The facts are undisputed. The deceased, Ernest H. Asselin, husband of the petitioner, drowned on May 14, 1938, in the Assonet river, a branch of the Taunton river, in Somerset, Massachusetts. At the time of his death he was operating a small motorboat which sank about an eighth of a mile from the point where the Assonet river joins the Taunton river. It is admitted by the respondents that he died as the result of an injury received by accident, arising out of and in the course of his employment, and that, if the workmen's compensation act applies, the petitioner is entitled to recover. It is also admitted that respondents, as employers, *296 had elected to become subject to the act and that Asselin had waived his common-law right of action to recover damages for personal injuries received by accident, arising out of and in the course of his employment.
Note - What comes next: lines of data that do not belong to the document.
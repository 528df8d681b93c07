//! Internal node page.
//!
//! # Layout
//! ```text
//! Offset  Size  Field
//! ------  ----  -----
//! 0       5     PageHeader (type = BTreeInternal)
//! 5       2     entry_count
//! 7       2     free_space boundary
//! 9       4     parent_page
//! 13      12*n  slots { key_offset u16, key_length u16,
//!                       left_child u32, right_child u32 }
//! ...           free space
//! ...           separator key bytes
//! ```
//!
//! Adjacent slots share a child: `right_child(i) == left_child(i + 1)`.

use std::cmp::Ordering;

use super::slotted::{
    read_page_id, read_u16, write_page_id, write_u16, SlotLayout, SlottedPage, NODE_HEADER_SIZE,
};
use crate::common::{PageId, Result};
use crate::index::key::{self, KeyType};
use crate::storage::page::{PageHeader, PageType};

const SLOT_KEY_LENGTH: usize = 2;
const SLOT_LEFT_CHILD: usize = 4;
const SLOT_RIGHT_CHILD: usize = 8;

pub(crate) struct InternalLayout;

impl SlotLayout for InternalLayout {
    const HEADER_SIZE: usize = NODE_HEADER_SIZE;
    const SLOT_SIZE: usize = 12;

    fn data_len(slot: &[u8]) -> usize {
        read_u16(slot, SLOT_KEY_LENGTH) as usize
    }
}

/// Typed view of an internal node.
pub(crate) struct InternalPage<B> {
    inner: SlottedPage<B, InternalLayout>,
}

impl<B: AsRef<[u8]>> InternalPage<B> {
    pub fn new(buf: B) -> Self {
        Self {
            inner: SlottedPage::new(buf),
        }
    }

    pub fn entry_count(&self) -> usize {
        self.inner.entry_count()
    }

    pub fn parent(&self) -> PageId {
        self.inner.parent()
    }

    pub fn key(&self, index: usize) -> &[u8] {
        self.inner.data(index)
    }

    pub fn left_child(&self, index: usize) -> PageId {
        read_page_id(self.inner.slot(index), SLOT_LEFT_CHILD)
    }

    pub fn right_child(&self, index: usize) -> PageId {
        read_page_id(self.inner.slot(index), SLOT_RIGHT_CHILD)
    }

    /// Child to descend into for `key`: the left child of the first
    /// separator ≥ `key`, else the right child of the last separator.
    ///
    /// Returns `PageId::INVALID` for an empty node.
    pub fn child_for(&self, key_type: KeyType, key: &[u8]) -> PageId {
        let count = self.entry_count();
        for i in 0..count {
            if key::compare(key_type, self.key(i), key) != Ordering::Less {
                return self.left_child(i);
            }
        }
        match count {
            0 => PageId::INVALID,
            n => self.right_child(n - 1),
        }
    }

    /// All children in key order.
    pub fn children(&self) -> Vec<PageId> {
        let count = self.entry_count();
        let mut children = Vec::with_capacity(count + 1);
        if count > 0 {
            children.push(self.left_child(0));
            children.extend((0..count).map(|i| self.right_child(i)));
        }
        children
    }

    /// Slot position for a separator that splits child `left`: the slot
    /// whose left child is `left`, or one past the end if `left` is the
    /// rightmost child. `None` if `left` is not a child of this node.
    pub fn separator_position(&self, left: PageId) -> Option<usize> {
        let count = self.entry_count();
        if let Some(i) = (0..count).find(|&i| self.left_child(i) == left) {
            return Some(i);
        }
        (count > 0 && self.right_child(count - 1) == left).then_some(count)
    }

    /// True if a separator with a `key_len`-byte key fits.
    pub fn can_fit(&self, key_len: usize) -> bool {
        self.inner.can_fit(key_len)
    }

    pub fn raw_entry(&self, index: usize) -> (&[u8], &[u8]) {
        self.inner.raw_entry(index)
    }

    #[cfg(test)]
    pub fn layout_is_consistent(&self) -> bool {
        self.inner.layout_is_consistent()
    }
}

impl<B: AsRef<[u8]> + AsMut<[u8]>> InternalPage<B> {
    /// Format the buffer as an empty internal node.
    pub fn init(&mut self, parent: PageId) {
        PageHeader::new(PageType::BTreeInternal).write_to(self.inner.bytes_mut());
        self.inner.init(parent);
    }

    pub fn set_left_child(&mut self, index: usize, child: PageId) {
        write_page_id(self.inner.slot_mut(index), SLOT_LEFT_CHILD, child);
    }

    pub fn insert_entry(&mut self, index: usize, key: &[u8], left: PageId, right: PageId) -> Result<()> {
        let mut slot = [0u8; InternalLayout::SLOT_SIZE];
        write_u16(&mut slot, SLOT_KEY_LENGTH, key.len() as u16);
        write_page_id(&mut slot, SLOT_LEFT_CHILD, left);
        write_page_id(&mut slot, SLOT_RIGHT_CHILD, right);
        self.inner.insert(index, &slot, key)
    }

    /// Insert separator `key` between `left` and its new right neighbour
    /// `right` at `index` (from [`separator_position`]), re-pointing the
    /// following slot's left child.
    ///
    /// [`separator_position`]: InternalPage::separator_position
    pub fn insert_separator(&mut self, index: usize, key: &[u8], left: PageId, right: PageId) -> Result<()> {
        self.insert_entry(index, key, left, right)?;
        if index + 1 < self.entry_count() {
            self.set_left_child(index + 1, right);
        }
        Ok(())
    }

    pub fn push_raw(&mut self, slot: &[u8], data: &[u8]) -> Result<()> {
        self.inner.push(slot, data)
    }

    pub fn truncate(&mut self, keep: usize) {
        self.inner.truncate(keep);
    }
}

#[cfg(test)]
mod tests {
    use super::*;
    use crate::index::Key;
    use crate::storage::page::Page;

    fn int(v: i32) -> Vec<u8> {
        Key::Int(v).encode()
    }

    fn pid(n: u32) -> PageId {
        PageId::new(n)
    }

    /// Separators 10, 20, 30 over children 1, 2, 3, 4.
    fn sample() -> Page {
        let mut page = Page::new();
        let mut node = InternalPage::new(&mut page);
        node.init(PageId::INVALID);
        node.insert_entry(0, &int(10), pid(1), pid(2)).unwrap();
        node.insert_entry(1, &int(20), pid(2), pid(3)).unwrap();
        node.insert_entry(2, &int(30), pid(3), pid(4)).unwrap();
        page
    }

    #[test]
    fn test_init() {
        let mut page = Page::new();
        InternalPage::new(&mut page).init(pid(7));

        let node = InternalPage::new(&page);
        assert_eq!(page.page_type(), PageType::BTreeInternal);
        assert_eq!(node.entry_count(), 0);
        assert_eq!(node.parent(), pid(7));
        assert!(node.children().is_empty());
        assert_eq!(node.child_for(KeyType::Int, &int(1)), PageId::INVALID);
    }

    #[test]
    fn test_child_for() {
        let page = sample();
        let node = InternalPage::new(&page);

        assert_eq!(node.child_for(KeyType::Int, &int(-100)), pid(1));
        // Equal keys go left
        assert_eq!(node.child_for(KeyType::Int, &int(10)), pid(1));
        assert_eq!(node.child_for(KeyType::Int, &int(11)), pid(2));
        assert_eq!(node.child_for(KeyType::Int, &int(30)), pid(3));
        assert_eq!(node.child_for(KeyType::Int, &int(31)), pid(4));
    }

    #[test]
    fn test_children() {
        let page = sample();
        let node = InternalPage::new(&page);
        assert_eq!(node.children(), vec![pid(1), pid(2), pid(3), pid(4)]);
    }

    #[test]
    fn test_insert_separator_in_the_middle() {
        let mut page = sample();
        let mut node = InternalPage::new(&mut page);

        // Child 2 (keys in (10, 20]) split into 2 and 9 around 15.
        let pos = node.separator_position(pid(2)).unwrap();
        assert_eq!(pos, 1);
        node.insert_separator(pos, &int(15), pid(2), pid(9)).unwrap();

        assert_eq!(node.children(), vec![pid(1), pid(2), pid(9), pid(3), pid(4)]);
        assert_eq!(node.key(1), &int(15)[..]);
        assert_eq!(node.child_for(KeyType::Int, &int(16)), pid(9));
        assert!(node.layout_is_consistent());
    }

    #[test]
    fn test_insert_separator_after_rightmost_child() {
        let mut page = sample();
        let mut node = InternalPage::new(&mut page);

        let pos = node.separator_position(pid(4)).unwrap();
        assert_eq!(pos, 3);
        node.insert_separator(pos, &int(40), pid(4), pid(5)).unwrap();

        assert_eq!(node.children(), vec![pid(1), pid(2), pid(3), pid(4), pid(5)]);
        assert_eq!(node.child_for(KeyType::Int, &int(41)), pid(5));
    }

    #[test]
    fn test_separator_position_unknown_child() {
        let page = sample();
        assert_eq!(InternalPage::new(&page).separator_position(pid(77)), None);
    }
}
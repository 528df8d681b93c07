//! Common types and utilities shared across ixdb.
//!
//! This module contains fundamental primitives used throughout the codebase:
//! - Configuration constants and [`IndexConfig`]
//! - Error types
//! - Identifiers ([`PageId`], [`Rid`])

pub mod config;
pub mod error;
mod page_id;
mod rid;

pub use config::IndexConfig;
pub use error::{Error, ErrorKind, Result};
pub use page_id::PageId;
pub use rid::Rid;
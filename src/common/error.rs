//! Error types for ixdb.

use std::path::PathBuf;

use thiserror::Error;

use crate::common::Rid;
use crate::index::KeyType;

/// Convenient Result type alias.
///
/// Instead of writing `Result<T, Error>` everywhere, we can write `Result<T>`.
pub type Result<T> = std::result::Result<T, Error>;

/// How a caller should treat a failed operation.
#[derive(Debug, Clone, Copy, PartialEq, Eq)]
pub enum ErrorKind {
    /// The operation could not apply (duplicate RID, missing entry, an entry
    /// too large for a page). The tree is unchanged and still valid.
    NotApplied,
    /// A precondition was rejected before any page was touched.
    Precondition,
    /// The page file failed or returned garbage. The tree may have been left
    /// partially updated.
    Storage,
}

/// All possible errors in ixdb.
///
/// Every public operation returns one of these on failure. Use
/// [`Error::kind`] to tell "did not apply" apart from "storage failure".
#[derive(Debug, Error)]
pub enum Error {
    /// I/O error outside page reads/writes (create, open, sync, remove).
    #[error("I/O error: {0}")]
    Io(#[from] std::io::Error),

    /// The named index file does not exist.
    #[error("file not found: {}", .0.display())]
    FileNotFound(PathBuf),

    /// The named index file already exists.
    #[error("file already exists: {}", .0.display())]
    FileExists(PathBuf),

    /// Another live handle already holds this file.
    #[error("file already open: {}", .0.display())]
    AlreadyOpen(PathBuf),

    /// Requested page does not exist in the file.
    #[error("Page {0} not found")]
    PageNotFound(u32),

    /// Reading a page from the file failed.
    #[error("failed to read page {page}: {source}")]
    ReadFailed {
        page: u32,
        #[source]
        source: std::io::Error,
    },

    /// Writing a page to the file failed.
    #[error("failed to write page {page}: {source}")]
    WriteFailed {
        page: u32,
        #[source]
        source: std::io::Error,
    },

    /// Appending a page to the file failed.
    #[error("failed to append page: {0}")]
    AppendFailed(#[source] std::io::Error),

    /// A page failed its checksum or carries an unexpected layout.
    #[error("corrupted page {page}: {reason}")]
    Corrupted { page: u32, reason: String },

    /// The key type presented does not match the index's key type.
    #[error("key type mismatch: expected {expected}, found {found}")]
    TypeMismatch { expected: KeyType, found: KeyType },

    /// Encoded key exceeds [`MAX_KEY_SIZE`](crate::common::config::MAX_KEY_SIZE).
    #[error("key too large: {size} bytes (max: {max})")]
    KeyTooLarge { size: usize, max: usize },

    /// Key bytes do not decode as the given key type.
    #[error("invalid {key_type} key: {reason}")]
    InvalidKey {
        key_type: KeyType,
        reason: &'static str,
    },

    /// The RID is already indexed under this key.
    #[error("duplicate RID {rid}")]
    DuplicateRid { rid: Rid },

    /// The key, or the RID under the key, is not in the index.
    #[error("entry not found")]
    NotFound,

    /// A single entry outgrew a whole page and splitting cannot make room.
    /// Nothing was written; after a split it arrives inside `SplitFailed`.
    #[error("entry does not fit in page {page} even after splitting")]
    EntryTooLarge { page: u32 },

    /// A slotted page was asked to hold more than its free space.
    #[error("node overflow: need {needed} bytes, {available} available")]
    NodeOverflow { needed: usize, available: usize },

    /// A failure after a node split began. The tree may hold a stale
    /// parent pointer or separator.
    #[error("split of page {page} failed: {source}")]
    SplitFailed {
        page: u32,
        #[source]
        source: Box<Error>,
    },
}

impl Error {
    /// Classify this error.
    pub fn kind(&self) -> ErrorKind {
        match self {
            Error::DuplicateRid { .. } | Error::NotFound | Error::EntryTooLarge { .. } => {
                ErrorKind::NotApplied
            }
            Error::FileNotFound(_)
            | Error::FileExists(_)
            | Error::AlreadyOpen(_)
            | Error::TypeMismatch { .. }
            | Error::KeyTooLarge { .. }
            | Error::InvalidKey { .. } => ErrorKind::Precondition,
            Error::Io(_)
            | Error::PageNotFound(_)
            | Error::ReadFailed { .. }
            | Error::WriteFailed { .. }
            | Error::AppendFailed(_)
            | Error::Corrupted { .. }
            | Error::NodeOverflow { .. }
            | Error::SplitFailed { .. } => ErrorKind::Storage,
        }
    }

    /// True if the tree may have been left inconsistent by this failure.
    pub fn is_storage_failure(&self) -> bool {
        self.kind() == ErrorKind::Storage
    }

    /// Wrap a failure raised mid-split. Nested splits keep the innermost
    /// wrapper.
    pub(crate) fn split_failed(page: u32, source: Error) -> Self {
        match source {
            Error::SplitFailed { .. } => source,
            other => Error::SplitFailed {
                page,
                source: Box::new(other),
            },
        }
    }
}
The respondents are engaged in the business of cultivating and distributing oysters, and maintain a shop in Warren, Rhode Island. They lease oyster beds, plant seed and re-seed oysters, shuck, grade, and pack them at the Warren shop and from there distribute them to various markets. The deceased had worked for these respondents for twelve years and had no fixed duties. He shucked, graded and packed oysters, drove a truck, did general work at the shop in Warren and, at times, usually not more than six weeks, worked on the water dredging oysters or operating a boat carrying oysters to be transplanted in other waters by his employers. The greater part of his work was on land, and, whether it was on land or water, he returned to his home each night. The motorboat which he was operating at the time of his death was about nineteen feet long and was being used to carry a load of oysters, which had been hand dredged from beds in the Assonet river, to a larger boat, about forty-four feet long, that was at anchor in the Taunton river. The oysters were to be taken by this boat for transplanting in Narragansett Bay. In other words, the operation was merely one of a series in the course of the cultivation of oysters.
The Assonet river is about two miles long and is entirely within the limits of the Commonwealth of Massachusetts. The river is narrow and shallow and has never been charted by the government of the United States. The beds where the oysters were dredged belonged to the town of Freetown and were leased by it to the respondents. That town, however, had marked the channel of the river with stakes. The river is not used for commerce but is used by small pleasure craft. Whether it is capable "of use by the public for purposes *297
of transportation and commerce", within the meaning of those words, as used by the United States Supreme Court in UnitedStates v. Utah,
Rivers are navigable in fact if they are susceptible of use in their "ordinary condition, as highways of commerce, over which trade and travel are or may be conducted in the customary modes of trade and travel on water." The Daniel Ball, 10 Wall. 557, 563. But it is not every creek in which a fishing skiff can float at high water that is navigable. It must be generally and commonly useful to purposes of trade and commerce. Rowe v.Granite Bridge Corp., 21 Pick. 344.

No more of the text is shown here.